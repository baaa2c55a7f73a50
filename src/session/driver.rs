//! Async driver connecting the state machine to the ports

use std::sync::Arc;

use tokio::sync::mpsc;
use tokio::task::JoinSet;

use crate::presentation::Presenter;
use crate::recognition::{RecognitionOptions, Recognizer};
use crate::session::machine::{Command, Event, SessionMachine};
use crate::session::state::SessionState;

/// Runs one trainer session
///
/// Owns the [`SessionMachine`] and feeds it one event at a time. Port calls run as
/// tasks that report back through the event channel; when the generation changes
/// every in-flight task is aborted.
pub struct Trainer {
    machine: SessionMachine,
    recognizer: Arc<dyn Recognizer>,
    presenter: Arc<dyn Presenter>,
    options: RecognitionOptions,
    tx: mpsc::UnboundedSender<Event>,
    rx: mpsc::UnboundedReceiver<Event>,
    tasks: JoinSet<()>,
}

/// Sends user actions to a running [`Trainer`]
#[derive(Clone)]
pub struct TrainerHandle {
    tx: mpsc::UnboundedSender<Event>,
}

impl TrainerHandle {
    /// Start a new round; returns false if the trainer has stopped
    #[must_use = "false means the trainer has stopped"]
    pub fn restart(&self) -> bool {
        self.tx.send(Event::Start).is_ok()
    }

    /// Move to the next letter while recognition is disabled
    #[must_use = "false means the trainer has stopped"]
    pub fn skip(&self) -> bool {
        self.tx.send(Event::Skip).is_ok()
    }

    /// Leave the trainer
    #[must_use = "false means the trainer has stopped"]
    pub fn leave(&self) -> bool {
        self.tx.send(Event::Leave).is_ok()
    }
}

impl Trainer {
    /// Create a trainer and a handle for controlling it
    #[must_use]
    pub fn new(
        machine: SessionMachine,
        recognizer: Arc<dyn Recognizer>,
        presenter: Arc<dyn Presenter>,
        options: RecognitionOptions,
    ) -> (Self, TrainerHandle) {
        let (tx, rx) = mpsc::unbounded_channel();
        let handle = TrainerHandle { tx: tx.clone() };

        let trainer = Self {
            machine,
            recognizer,
            presenter,
            options,
            tx,
            rx,
            tasks: JoinSet::new(),
        };
        (trainer, handle)
    }

    /// Start a round and process events until the user leaves
    ///
    /// Returns the final session state.
    pub async fn run(mut self) -> SessionState {
        tracing::info!(recognizer = self.recognizer.name(), "trainer started");
        self.dispatch(Event::Start);

        loop {
            tokio::select! {
                Some(event) = self.rx.recv() => {
                    let leaving = matches!(event, Event::Leave);
                    self.dispatch(event);
                    if leaving {
                        break;
                    }
                }
                Some(joined) = self.tasks.join_next() => {
                    if let Err(e) = joined
                        && e.is_panic()
                    {
                        tracing::error!(error = %e, "trainer task panicked");
                    }
                }
                else => break,
            }
        }

        self.tasks.abort_all();
        tracing::info!("trainer stopped");
        self.machine.into_state()
    }

    fn dispatch(&mut self, event: Event) {
        let before = self.machine.generation();
        let commands = self.machine.handle(event);

        if self.machine.generation() != before && !self.tasks.is_empty() {
            tracing::debug!(tasks = self.tasks.len(), "aborting superseded tasks");
            self.tasks.abort_all();
        }

        for command in commands {
            self.execute(command);
        }
    }

    fn execute(&mut self, command: Command) {
        match command {
            Command::Initialize { generation } => {
                let recognizer = Arc::clone(&self.recognizer);
                let options = self.options.clone();
                let tx = self.tx.clone();
                self.tasks.spawn(async move {
                    let outcome = recognizer.initialize(&options).await;
                    let _ = tx.send(Event::Initialized {
                        generation,
                        outcome,
                    });
                });
            }
            Command::Listen {
                generation,
                expected,
            } => {
                let recognizer = Arc::clone(&self.recognizer);
                let tx = self.tx.clone();
                self.tasks.spawn(async move {
                    let outcome = recognizer.listen_for_letter(expected).await;
                    let _ = tx.send(Event::Recognized {
                        generation,
                        outcome,
                    });
                });
            }
            Command::StopListening => {
                // Detached so a generation change cannot abort it
                let recognizer = Arc::clone(&self.recognizer);
                tokio::spawn(async move {
                    if let Err(e) = recognizer.stop_listening().await {
                        tracing::warn!(error = %e, "stop listening failed");
                    }
                });
            }
            Command::PlayCue {
                generation,
                cue,
                gated,
            } => {
                let presenter = Arc::clone(&self.presenter);
                let tx = self.tx.clone();
                self.tasks.spawn(async move {
                    if let Err(e) = presenter.play_cue(cue).await {
                        tracing::warn!(%cue, error = %e, "cue failed");
                    }
                    if gated {
                        let _ = tx.send(Event::CueFinished { generation });
                    }
                });
            }
            Command::StartSettleTimer { generation, after } => {
                let tx = self.tx.clone();
                self.tasks.spawn(async move {
                    tokio::time::sleep(after).await;
                    let _ = tx.send(Event::SettleElapsed { generation });
                });
            }
            Command::SetAudioFeedbackMuted(muted) => self.recognizer.set_audio_feedback_muted(muted),
            Command::SetDisplayAwake(awake) => self.recognizer.set_display_awake(awake),
            Command::Render(snapshot) => self.presenter.render(&snapshot),
        }
    }
}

————————

» **EXERCISE DETAILS**
Copy over exactly the lines above from the one with "tokio::time::sleep(after).await;" to the last, both included, and no others.

» **SOLUTION TO THIS EXERCISE**
                    tokio::time::sleep(after).await;
                    let _ = tx.send(Event::SettleElapsed { generation });
                });
            }
            Command::SetAudioFeedbackMuted(muted) => self.recognizer.set_audio_feedback_muted(muted),
            Command::SetDisplayAwake(awake) => self.recognizer.set_display_awake(awake),
            Command::Render(snapshot) => self.presenter.render(&snapshot),
        }
    }
}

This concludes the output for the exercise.